After a drought in 2004, all of Tanzania's hydroelectric plants were operating at half capacity, which led to the implementation of a World Bank-funded Emergency Power Plan. In July 2004, Houston-based Globeleq brought online the 110-MW gas-powered Songas plant in Ubungo, which the company expanded to 180 MW in June 2005. The Songas plant supplies approximately 35 percent of Tanzania’s energy requirements. Tanzania, Zambia and Kenya are also pursuing a $230 million project to connect their grids. Rwanda and Uganda have expressed interest in joining the Zambia-Tanzania-Kenya interconnection.
In 2001, the Compagnie Thermique de Belle Vue (CTBV), a joint-venture composed of Harel Frères of Mauritius, France's Cidec, the Sugar Investment Trust of Mauritius and the State Investment Fund, built a 70-MW facility north of the Mauritian capital of Port Louis. The CTBV plant utilizes bagasse (biomass refuse from the processing of sugar cane) as its primary fuel. Swaziland has expressed interest in a bagasse power plant; however, the project has been stalled for seven years. The U.S. Trade and Development Agency is currently financing a feasibility study of a planned bagasse power plant in Tanzania.
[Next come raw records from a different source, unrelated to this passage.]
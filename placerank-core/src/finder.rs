//! The scroll-and-scan lookup loop.

use anyhow::Result;
use tracing::{debug, info, warn};
use url::Url;

use crate::listview::activate_list_view;
use crate::scan::scan_for_store;
use crate::session::ListingSession;
use crate::types::{RankResult, SearchCategory, SearchRequest};
use crate::wait::WaitPolicy;

/// Mobile result page for restaurant-category searches.
const RESTAURANT_LIST_URL: &str = "https://m.place.naver.com/restaurant/list";
/// Mobile result page for everything else.
const PLACE_LIST_URL: &str = "https://m.place.naver.com/place/list";

/// Item markers; the site uses different classes depending on result layout.
pub const LIST_ITEM_SELECTOR: &str = "li.UEzoS, li.VLTHu";
/// Attribute carrying the sponsorship marker on ad entries.
pub const AD_MARKER_ATTRIBUTE: &str = "data-laim-exp-id";
/// Maximum scroll-and-rescan passes, covering roughly the first 100 results.
pub const SCROLL_BUDGET: usize = 15;

/// Drives one lookup over an exclusively-owned [`ListingSession`].
pub struct RankFinder {
    waits: WaitPolicy,
    scroll_budget: usize,
}

impl RankFinder {
    pub fn new(waits: WaitPolicy) -> Self {
        Self {
            waits,
            scroll_budget: SCROLL_BUDGET,
        }
    }

    /// Look up the store's rank for the request's keyword.
    ///
    /// Never fails the caller: any error during navigation, lookup, or
    /// extraction is recovered into a not-found result. The session is
    /// closed exactly once on every path before this returns.
    pub async fn find_rank<S: ListingSession>(
        &self,
        mut session: S,
        request: &SearchRequest,
    ) -> RankResult {
        let outcome = self.run_lookup(&mut session, request).await;
        if let Err(err) = session.close().await {
            warn!(target: "placerank.finder", error = %err, "failed to close browser session");
        }
        match outcome {
            Ok(result) => result,
            Err(err) => {
                warn!(target: "placerank.finder", error = %err, "lookup failed; reporting not found");
                RankResult::not_found()
            }
        }
    }

    async fn run_lookup<S: ListingSession>(
        &self,
        session: &mut S,
        request: &SearchRequest,
    ) -> Result<RankResult> {
        let url = search_url(request)?;
        info!(
            target: "placerank.finder",
            %url,
            store = request.store_name(),
            "starting rank lookup"
        );
        session.navigate(&url).await?;
        self.waits.after_navigation().await;

        let view = activate_list_view(session, &self.waits).await;
        debug!(target: "placerank.finder", ?view, "list view normalization finished");

        session.focus_results().await?;

        for pass in 0..self.scroll_budget {
            let entries = session
                .visible_entries(LIST_ITEM_SELECTOR, AD_MARKER_ATTRIBUTE)
                .await?;
            if let Some(found) = scan_for_store(&entries, request.store_name()) {
                info!(
                    target: "placerank.finder",
                    rank = found.rank,
                    reviews = found.review_count,
                    pass,
                    "store located"
                );
                return Ok(RankResult::found(found.rank, found.review_count));
            }
            debug!(
                target: "placerank.finder",
                pass,
                visible = entries.len(),
                "no match yet; scrolling"
            );
            session.scroll_to_end().await?;
            self.waits.after_scroll().await;
        }

        info!(
            target: "placerank.finder",
            budget = self.scroll_budget,
            "scroll budget exhausted without a match"
        );
        Ok(RankResult::not_found())
    }
}

/// Category result URL with the keyword as an encoded query parameter.
pub fn search_url(request: &SearchRequest) -> Result<Url> {
    let base = match request.category() {
        SearchCategory::Restaurant => RESTAURANT_LIST_URL,
        SearchCategory::General => PLACE_LIST_URL,
    };
    Url::parse_with_params(base, &[("query", request.keyword())]).map_err(Into::into)
}
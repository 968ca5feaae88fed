//! Core rank-detection logic for Naver Place search results.
//!
//! This crate owns everything about a lookup except the browser itself:
//! the request/result model, the scan over rendered list items, list-view
//! normalization, and the scroll-and-rescan loop. The browser is abstracted
//! behind [`session::ListingSession`] so the whole pipeline runs against a
//! scripted mock in tests.
//!
//! - [`finder::RankFinder`]: drives one lookup end to end
//! - [`session::ListingSession`]: the opaque browser capability
//! - [`listview`]: ordered list-view normalization strategies
//! - [`scan`]: document-order scan and review-count extraction
//! - [`wait::WaitPolicy`]: fixed-duration settle delays
pub mod finder;
pub mod listview;
pub mod scan;
pub mod session;
pub mod types;
pub mod wait;

pub use finder::RankFinder;
pub use session::ListingSession;
pub use types::{ListEntry, RankResult, SearchCategory, SearchRequest};
pub use wait::WaitPolicy;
Solar energy is viewed as a prime tool for SADC's rural (off-grid) electrification programs, which have been slowed by the high costs of grid extension services. Zambia's government has encouraged investment by eliminating all import duties on solar panels and waiving the otherwise obligatory annual license fees for solar energy projects. In November 2004, the Gobabeb Training and Research Center inaugurated the Gobabeb hybrid mini-grid installation in the Namib Desert.